- **Task statement**
If a line in the listing includes the word "background", copy it out.

------ The records ------

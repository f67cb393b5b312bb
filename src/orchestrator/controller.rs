//! Run lifecycle controller.
//!
//! Owns the selection validator, the presentation tree, the poller and the
//! compute task. UI layers send [`UiCommand`]s and observe [`ViewSnapshot`]s.

use super::machine::{transition, CoordinatorEvent, Effect, RunState};
use super::renderer;
use crate::engine::{AssetPoller, Backend, PollerHandle, RunEvent, TokenMint};
use crate::locations::LocationId;
use crate::model::{AssetDescriptor, RunRequest, RunResult};
use crate::presentation::Presentation;
use crate::selection::{Readiness, Selection, SelectionValidator};
use anyhow::Result;
use std::sync::Arc;
use std::time::Duration;
use tokio::sync::mpsc::{self, UnboundedReceiver, UnboundedSender};
use tokio::sync::watch;
use tokio::task::JoinHandle;

/// Commands emitted by UI layers.
#[derive(Debug, Clone)]
pub(crate) enum UiCommand {
    SetOrigin(Option<LocationId>),
    SetDestination(Option<LocationId>),
    SetCustomLat(String),
    SetCustomLon(String),
    Start,
    Reset,
    Quit,
}

/// Everything a presentation layer needs to draw one frame.
#[derive(Debug, Clone, Default)]
pub(crate) struct ViewSnapshot {
    pub state: RunState,
    pub selection: Selection,
    pub readiness: Readiness,
    pub view: Presentation,
    pub poller_active: bool,
    pub poll_ticks: u64,
    pub last_request: Option<RunRequest>,
    pub last_result: Option<RunResult>,
}

pub(crate) struct Coordinator {
    state: RunState,
    selection: SelectionValidator,
    view: Presentation,
    backend: Arc<dyn Backend>,
    poller: AssetPoller,
    active_poller: Option<PollerHandle>,
    compute: Option<JoinHandle<()>>,
    mint: Arc<TokenMint>,
    run_tx: UnboundedSender<RunEvent>,
    last_request: Option<RunRequest>,
    last_result: Option<RunResult>,
}

impl Coordinator {
    /// Build a coordinator plus the receiver its background work reports into.
    pub fn new(
        backend: Arc<dyn Backend>,
        assets: Arc<[AssetDescriptor]>,
        poll_interval: Duration,
    ) -> (Self, UnboundedReceiver<RunEvent>) {
        let (run_tx, run_rx) = mpsc::unbounded_channel();
        let mint = Arc::new(TokenMint::new());
        let view = Presentation::new(&assets);
        let poller = AssetPoller::new(backend.clone(), assets, mint.clone(), poll_interval);
        let coordinator = Self {
            state: RunState::Idle,
            selection: SelectionValidator::new(),
            view,
            backend,
            poller,
            active_poller: None,
            compute: None,
            mint,
            run_tx,
            last_request: None,
            last_result: None,
        };
        (coordinator, run_rx)
    }

    pub fn state(&self) -> RunState {
        self.state
    }

    pub fn view(&self) -> &Presentation {
        &self.view
    }

    pub fn poller_ticks(&self) -> Option<u64> {
        self.active_poller.as_ref().map(PollerHandle::ticks)
    }

    pub fn handle_command(&mut self, cmd: UiCommand) {
        match cmd {
            UiCommand::SetOrigin(id) => {
                let update = self.selection.set_origin(id);
                self.dispatch(CoordinatorEvent::SelectionChanged(update));
            }
            UiCommand::SetDestination(id) => {
                let update = self.selection.set_destination(id);
                self.dispatch(CoordinatorEvent::SelectionChanged(update));
            }
            // Coordinates only matter at submission; they never change readiness.
            UiCommand::SetCustomLat(v) => {
                self.selection.set_custom_lat(v);
            }
            UiCommand::SetCustomLon(v) => {
                self.selection.set_custom_lon(v);
            }
            UiCommand::Start => {
                let submission = self.selection.submission();
                self.dispatch(CoordinatorEvent::StartRequested(submission));
                if self.state == RunState::Submitting {
                    self.dispatch(CoordinatorEvent::Dispatched);
                }
            }
            UiCommand::Reset => self.dispatch(CoordinatorEvent::ResetRequested),
            UiCommand::Quit => self.shutdown(),
        }
    }

    pub fn handle_run_event(&mut self, ev: RunEvent) {
        match ev {
            RunEvent::AssetReady {
                logical_name,
                token,
            } => {
                let n = self.view.apply_asset_ready(&logical_name, token);
                tracing::debug!(asset = %logical_name, %token, elements = n, "asset available");
            }
            RunEvent::ComputeSettled(outcome) => {
                self.compute = None;
                match &outcome {
                    Ok(r) => tracing::info!(route = r.route.as_deref().unwrap_or("-"), "run completed"),
                    Err(e) => tracing::warn!(error = %e, "run failed"),
                }
                self.dispatch(CoordinatorEvent::ComputeSettled(outcome));
            }
        }
    }

    fn dispatch(&mut self, event: CoordinatorEvent) {
        let from = self.state;
        let (next, effects) = transition(from, event);
        if next != from {
            tracing::debug!(?from, to = ?next, "run state transition");
        }
        self.state = next;
        for effect in effects {
            self.apply(effect);
        }
    }

    fn apply(&mut self, effect: Effect) {
        match effect {
            Effect::SetVisible(panel, visible) => self.view.set_visible(panel, visible),
            Effect::ScrollTo(target) => self.view.scroll = target,
            Effect::Notify(msg) => {
                tracing::info!(notice = %msg, "user notice");
                self.view.notify(msg);
            }
            Effect::Status(msg) => self.view.status = msg,
            Effect::MarkAssetsPending => self.view.mark_assets_pending(),
            Effect::StartPoller => {
                // At most one poller, ever.
                self.stop_poller();
                self.active_poller = Some(self.poller.start(self.run_tx.clone()));
            }
            Effect::StopPoller => self.stop_poller(),
            Effect::Dispatch(request) => {
                let backend = self.backend.clone();
                let tx = self.run_tx.clone();
                let req = request.clone();
                self.compute = Some(tokio::spawn(async move {
                    let outcome = backend.compute(&req).await;
                    let _ = tx.send(RunEvent::ComputeSettled(outcome));
                }));
                self.last_request = Some(request);
                self.last_result = None;
            }
            Effect::Render(result) => {
                let token = renderer::render(&mut self.view, &result, &self.mint);
                tracing::debug!(%token, "final render applied");
                self.last_result = Some(*result);
            }
            Effect::ClearSelection => self.selection.reset(),
        }
    }

    fn stop_poller(&mut self) {
        if let Some(mut handle) = self.active_poller.take() {
            handle.stop();
        }
    }

    /// Stop background work. The compute request is abandoned, not awaited.
    pub fn shutdown(&mut self) {
        self.stop_poller();
        if let Some(task) = self.compute.take() {
            task.abort();
        }
    }

    pub fn snapshot(&self) -> ViewSnapshot {
        ViewSnapshot {
            state: self.state,
            selection: self.selection.selection().clone(),
            readiness: self.selection.readiness(),
            view: self.view.clone(),
            poller_active: self.active_poller.as_ref().is_some_and(PollerHandle::is_active),
            poll_ticks: self.poller_ticks().unwrap_or(0),
            last_request: self.last_request.clone(),
            last_result: self.last_result.clone(),
        }
    }
}

/// Drive a coordinator from UI commands and background events until `Quit`
/// or until every command sender is gone.
pub(crate) async fn run_controller(
    backend: Arc<dyn Backend>,
    assets: Arc<[AssetDescriptor]>,
    poll_interval: Duration,
    view_tx: watch::Sender<ViewSnapshot>,
    mut cmd_rx: UnboundedReceiver<UiCommand>,
) -> Result<()> {
    let (mut coordinator, mut run_rx) = Coordinator::new(backend, assets, poll_interval);
    view_tx.send_replace(coordinator.snapshot());

    loop {
        tokio::select! {
            cmd = cmd_rx.recv() => {
                match cmd {
                    Some(UiCommand::Quit) | None => break,
                    Some(cmd) => coordinator.handle_command(cmd),
                }
            }
            // Probe results and the compute outcome share this FIFO, so every probe
            // result that arrived before completion is applied before the final render.
            Some(ev) = run_rx.recv() => coordinator.handle_run_event(ev),
        }
        view_tx.send_replace(coordinator.snapshot());
    }

    coordinator.shutdown();
    view_tx.send_replace(coordinator.snapshot());
    Ok(())
}
//! Envelope address types.

use crate::error::{Error, Result};

/// Mailbox used in `MAIL FROM` / `RCPT TO` (the `local@domain` part only).
#[derive(Debug, Clone, PartialEq, Eq, Hash)]
pub struct Address(String);

impl Address {
    /// Creates a new address from a string.
    ///
    /// # Errors
    ///
    /// Returns an error if the address is not a plausible `local@domain` mailbox.
    pub fn new(addr: impl Into<String>) -> Result<Self> {
        let addr = addr.into();
        Self::validate(&addr)?;
        Ok(Self(addr))
    }

    /// Returns the address as a string slice.
    #[must_use]
    pub fn as_str(&self) -> &str {
        &self.0
    }

    /// Returns true if the address contains bytes outside ASCII.
    #[must_use]
    pub fn is_ascii(&self) -> bool {
        self.0.is_ascii()
    }

    fn validate(addr: &str) -> Result<()> {
        if addr.is_empty() {
            return Err(Error::InvalidAddress("Address cannot be empty".into()));
        }

        // Anything that could end the command line or the angle-bracket path
        if addr
            .chars()
            .any(|c| c.is_whitespace() || c.is_control() || c == '<' || c == '>')
        {
            return Err(Error::InvalidAddress(format!(
                "Address contains forbidden characters: {addr:?}"
            )));
        }

        let Some((local, domain)) = addr.rsplit_once('@') else {
            return Err(Error::InvalidAddress(format!(
                "Address must contain @: {addr}"
            )));
        };

        if local.is_empty() || domain.is_empty() {
            return Err(Error::InvalidAddress(format!(
                "Local and domain parts cannot be empty: {addr}"
            )));
        }

        if domain.contains('@') {
            return Err(Error::InvalidAddress(format!(
                "Domain part cannot contain @: {addr}"
            )));
        }

        Ok(())
    }
}

impl std::fmt::Display for Address {
    fn fmt(&self, f: &mut std::fmt::Formatter<'_>) -> std::fmt::Result {
        f.write_str(&self.0)
    }
}

impl std::str::FromStr for Address {
    type Err = Error;

    fn from_str(s: &str) -> Result<Self> {
        Self::new(s)
    }
}
//! Error types for MIME operations.

/// Result type alias for MIME operations.
pub type Result<T> = std::result::Result<T, Error>;

/// MIME error types.
#[derive(Debug, Clone, PartialEq, Eq, thiserror::Error)]
pub enum Error {
    /// Address is not `local@domain` or `Display Name <local@domain>`.
    #[error("Invalid email address: {0}")]
    InvalidAddress(String),

    /// Explicit attachment MIME type is not `type/subtype`.
    #[error("mimetype must be a string in the \"maintype/subtype\" format (got {0:?})")]
    InvalidMimeType(String),

    /// Neither a plain text nor an HTML body was given.
    #[error("message needs a plain text or HTML body")]
    MissingBody,

    /// Charset label is not known.
    #[error("Unknown charset: {0}")]
    UnknownCharset(String),

    /// Body text contains characters the charset cannot represent.
    #[error("Text cannot be encoded as {0}")]
    Unencodable(String),

    /// Invalid header name or value.
    #[error("Invalid MIME header: {0}")]
    InvalidHeader(String),
}
//! Header collection and RFC 5322 serialization.

use std::fmt;

/// Folded header lines are kept at or below this width when possible.
const FOLD_WIDTH: usize = 78;

/// Ordered collection of email headers.
///
/// Names are matched case-insensitively but written as given.
#[derive(Debug, Clone, Default, PartialEq, Eq)]
pub struct Headers {
    entries: Vec<(String, String)>,
}

impl Headers {
    /// Creates a new empty header collection.
    #[must_use]
    pub fn new() -> Self {
        Self::default()
    }

    /// Appends a header value.
    pub fn add(&mut self, name: impl Into<String>, value: impl Into<String>) {
        self.entries.push((name.into(), value.into()));
    }

    /// Sets a header value, replacing any existing values in place.
    pub fn set(&mut self, name: impl Into<String>, value: impl Into<String>) {
        let name = name.into();
        let value = value.into();
        match self
            .entries
            .iter()
            .position(|(n, _)| n.eq_ignore_ascii_case(&name))
        {
            Some(pos) => {
                self.entries[pos] = (name.clone(), value);
                let mut index = 0;
                self.entries.retain(|(n, _)| {
                    let keep = index <= pos || !n.eq_ignore_ascii_case(&name);
                    index += 1;
                    keep
                });
            }
            None => self.entries.push((name, value)),
        }
    }

    /// Gets the first value for a header.
    #[must_use]
    pub fn get(&self, name: &str) -> Option<&str> {
        self.entries
            .iter()
            .find(|(n, _)| n.eq_ignore_ascii_case(name))
            .map(|(_, v)| v.as_str())
    }

    /// Gets all values for a header.
    #[must_use]
    pub fn get_all(&self, name: &str) -> Vec<&str> {
        self.entries
            .iter()
            .filter(|(n, _)| n.eq_ignore_ascii_case(name))
            .map(|(_, v)| v.as_str())
            .collect()
    }

    /// Returns true if the header is present.
    #[must_use]
    pub fn contains(&self, name: &str) -> bool {
        self.get(name).is_some()
    }

    /// Removes all values for a header.
    pub fn remove(&mut self, name: &str) {
        self.entries.retain(|(n, _)| !n.eq_ignore_ascii_case(name));
    }

    /// Returns an iterator over all headers in insertion order.
    pub fn iter(&self) -> impl Iterator<Item = (&str, &str)> {
        self.entries.iter().map(|(n, v)| (n.as_str(), v.as_str()))
    }

    /// Number of header lines.
    #[must_use]
    pub fn len(&self) -> usize {
        self.entries.len()
    }

    /// Returns true if there are no headers.
    #[must_use]
    pub fn is_empty(&self) -> bool {
        self.entries.is_empty()
    }
}

/// Writes `Name: value` followed by CRLF, folding at spaces past 78 columns.
fn write_folded(f: &mut fmt::Formatter<'_>, name: &str, value: &str) -> fmt::Result {
    write!(f, "{name}:")?;
    let mut column = name.len() + 1;

    for token in value.split(' ') {
        if column + 1 + token.len() > FOLD_WIDTH && column > name.len() + 1 {
            f.write_str("\r\n")?;
            column = 0;
        }
        write!(f, " {token}")?;
        column += 1 + token.len();
    }

    f.write_str("\r\n")
}

impl fmt::Display for Headers {
    fn fmt(&self, f: &mut fmt::Formatter<'_>) -> fmt::Result {
        for (name, value) in &self.entries {
            write_folded(f, name, value)?;
        }
        Ok(())
    }
}

impl<'a> IntoIterator for &'a Headers {
    type Item = (&'a str, &'a str);
    type IntoIter = Box<dyn Iterator<Item = (&'a str, &'a str)> + 'a>;

    fn into_iter(self) -> Self::IntoIter {
        Box::new(self.iter())
    }
}
#[cfg(test)]
#[allow(clippy::unwrap_used)]
mod tests {
    use super::*;

    fn addr(s: &str) -> Address {
        Address::parse(s).unwrap()
    }

    fn basic() -> MessageBuilder {
        MessageBuilder::new()
            .subject("Greetings")
            .from(addr("Sender <sender@example.com>"))
            .to(addr("to@example.com"))
            .cc(addr("cc@example.com"))
            .bcc(addr("hidden@example.com"))
    }

    fn rendered(message: &Message) -> String {
        String::from_utf8(message.to_bytes()).unwrap()
    }

    #[test]
    fn body_is_required() {
        assert_eq!(basic().build().unwrap_err(), Error::MissingBody);
    }

    #[test]
    fn plain_only_is_single_part() {
        let message = basic().plain_body("Hello").build().unwrap();
        assert_eq!(message.content_type().essence(), "text/plain");
        assert_eq!(message.content_type().charset(), Some("utf-8"));
        assert!(message.parts().is_empty());

        let text = rendered(&message);
        assert!(text.starts_with("Subject: Greetings\r\nFrom: Sender <sender@example.com>\r\n"));
        assert!(text.contains("\r\nMIME-Version: 1.0\r\n"));
        assert!(text.ends_with("\r\n\r\nHello\r\n"));
    }

    #[test]
    fn html_only() {
        let message = basic().html_body("<p>Hi</p>").build().unwrap();
        assert_eq!(message.content_type().essence(), "text/html");
    }

    #[test]
    fn plain_and_html_make_alternative_in_order() {
        let message = basic()
            .plain_body("plain text")
            .html_body("<p>html</p>")
            .build()
            .unwrap();

        assert_eq!(message.content_type().essence(), "multipart/alternative");
        let parts = message.parts();
        assert_eq!(parts.len(), 2);
        assert_eq!(parts[0].content_type().unwrap().essence(), "text/plain");
        assert_eq!(parts[1].content_type().unwrap().essence(), "text/html");
    }

    #[test]
    fn bcc_excluded_from_bytes_but_kept_elsewhere() {
        let message = basic().plain_body("x").build().unwrap();

        assert!(!rendered(&message).contains("hidden@example.com"));
        assert!(!rendered(&message).contains("Bcc:"));
        assert_eq!(message.headers().get("Bcc"), Some("hidden@example.com"));

        let recipients: Vec<&str> = message.recipients().iter().map(|a| a.email()).collect();
        assert_eq!(
            recipients,
            vec!["to@example.com", "cc@example.com", "hidden@example.com"]
        );
    }

    #[test]
    fn attachments_wrap_body_in_mixed() {
        let mut message = basic()
            .plain_body("see attached")
            .html_body("<p>see attached</p>")
            .build()
            .unwrap();
        message
            .add_attachment(b"\x00\x01binary".to_vec(), "data.bin", None)
            .unwrap();

        assert_eq!(message.content_type().essence(), "multipart/mixed");
        let parts = message.parts();
        assert_eq!(parts.len(), 2);
        assert_eq!(
            parts[0].content_type().unwrap().essence(),
            "multipart/alternative"
        );
        assert_eq!(parts[0].children().len(), 2);
        assert_eq!(
            parts[1].headers.get("Content-Disposition"),
            Some("attachment; filename=\"data.bin\"")
        );
        assert_eq!(
            parts[1].headers.get("Content-Transfer-Encoding"),
            Some("base64")
        );
    }

    #[test]
    fn invalid_attachment_mimetype() {
        let mut message = basic().plain_body("x").build().unwrap();
        let err = message
            .add_attachment(b"x".to_vec(), "a.txt", Some("bogus"))
            .unwrap_err();
        assert!(matches!(err, Error::InvalidMimeType(_)));
        assert!(message.attachments().is_empty());
    }

    #[test]
    fn rendering_is_stable() {
        let message = basic()
            .plain_body("a")
            .html_body("<b>a</b>")
            .build()
            .unwrap();
        assert_eq!(message.to_bytes(), message.to_bytes());
    }

    #[test]
    fn non_utf8_charset() {
        let message = basic()
            .charset("iso-8859-1")
            .plain_body("café")
            .build()
            .unwrap();
        assert_eq!(message.charset(), "windows-1252");
        let bytes = message.to_bytes();
        // é is 0xE9 in Latin-1, quoted-printable encoded.
        assert!(String::from_utf8(bytes).unwrap().contains("caf=E9"));
    }

    #[test]
    fn unknown_charset_rejected() {
        let err = basic().charset("nope").plain_body("x").build().unwrap_err();
        assert!(matches!(err, Error::UnknownCharset(_)));
    }

    #[test]
    fn allow_8bit_keeps_raw_utf8() {
        let message = basic().plain_body("Grüße").allow_8bit(true).build().unwrap();
        let text = rendered(&message);
        assert!(text.contains("Content-Transfer-Encoding: 8bit"));
        assert!(text.ends_with("\r\n\r\nGrüße\r\n"));
    }

    #[test]
    fn non_ascii_subject_is_encoded() {
        let message = MessageBuilder::new()
            .subject("Grüße")
            .plain_body("x")
            .build()
            .unwrap();
        assert!(rendered(&message).starts_with("Subject: =?utf-8?B?R3LDvMOfZQ==?=\r\n"));
        assert_eq!(message.subject(), Some("Grüße"));
    }

    #[test]
    fn header_injection_rejected() {
        let err = basic()
            .plain_body("x")
            .header("X-Tag", "a\r\nBcc: evil@example.com")
            .build()
            .unwrap_err();
        assert!(matches!(err, Error::InvalidHeader(_)));

        let err = MessageBuilder::new()
            .subject("hi\r\nBcc: evil@example.com")
            .plain_body("x")
            .build()
            .unwrap_err();
        assert!(matches!(err, Error::InvalidHeader(_)));

        let err = basic()
            .plain_body("x")
            .message_id("abc@host>\r\nBcc: evil@example.com")
            .build()
            .unwrap_err();
        assert!(matches!(err, Error::InvalidHeader(ref text) if text.contains("Message-ID")));
    }

    #[test]
    fn message_id_uses_sender_domain() {
        let message = basic().plain_body("x").build().unwrap();
        assert!(message.message_id().starts_with('<'));
        assert!(message.message_id().ends_with("@example.com>"));

        let message = basic().plain_body("x").message_id("abc@host").build().unwrap();
        assert_eq!(message.message_id(), "<abc@host>");
    }
}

------

- **Written answer**
    /// Build a coordinator plus the receiver its background work reports into.
    /// Stop background work. The compute request is abandoned, not awaited.
/// Drive a coordinator from UI commands and background events until `Quit`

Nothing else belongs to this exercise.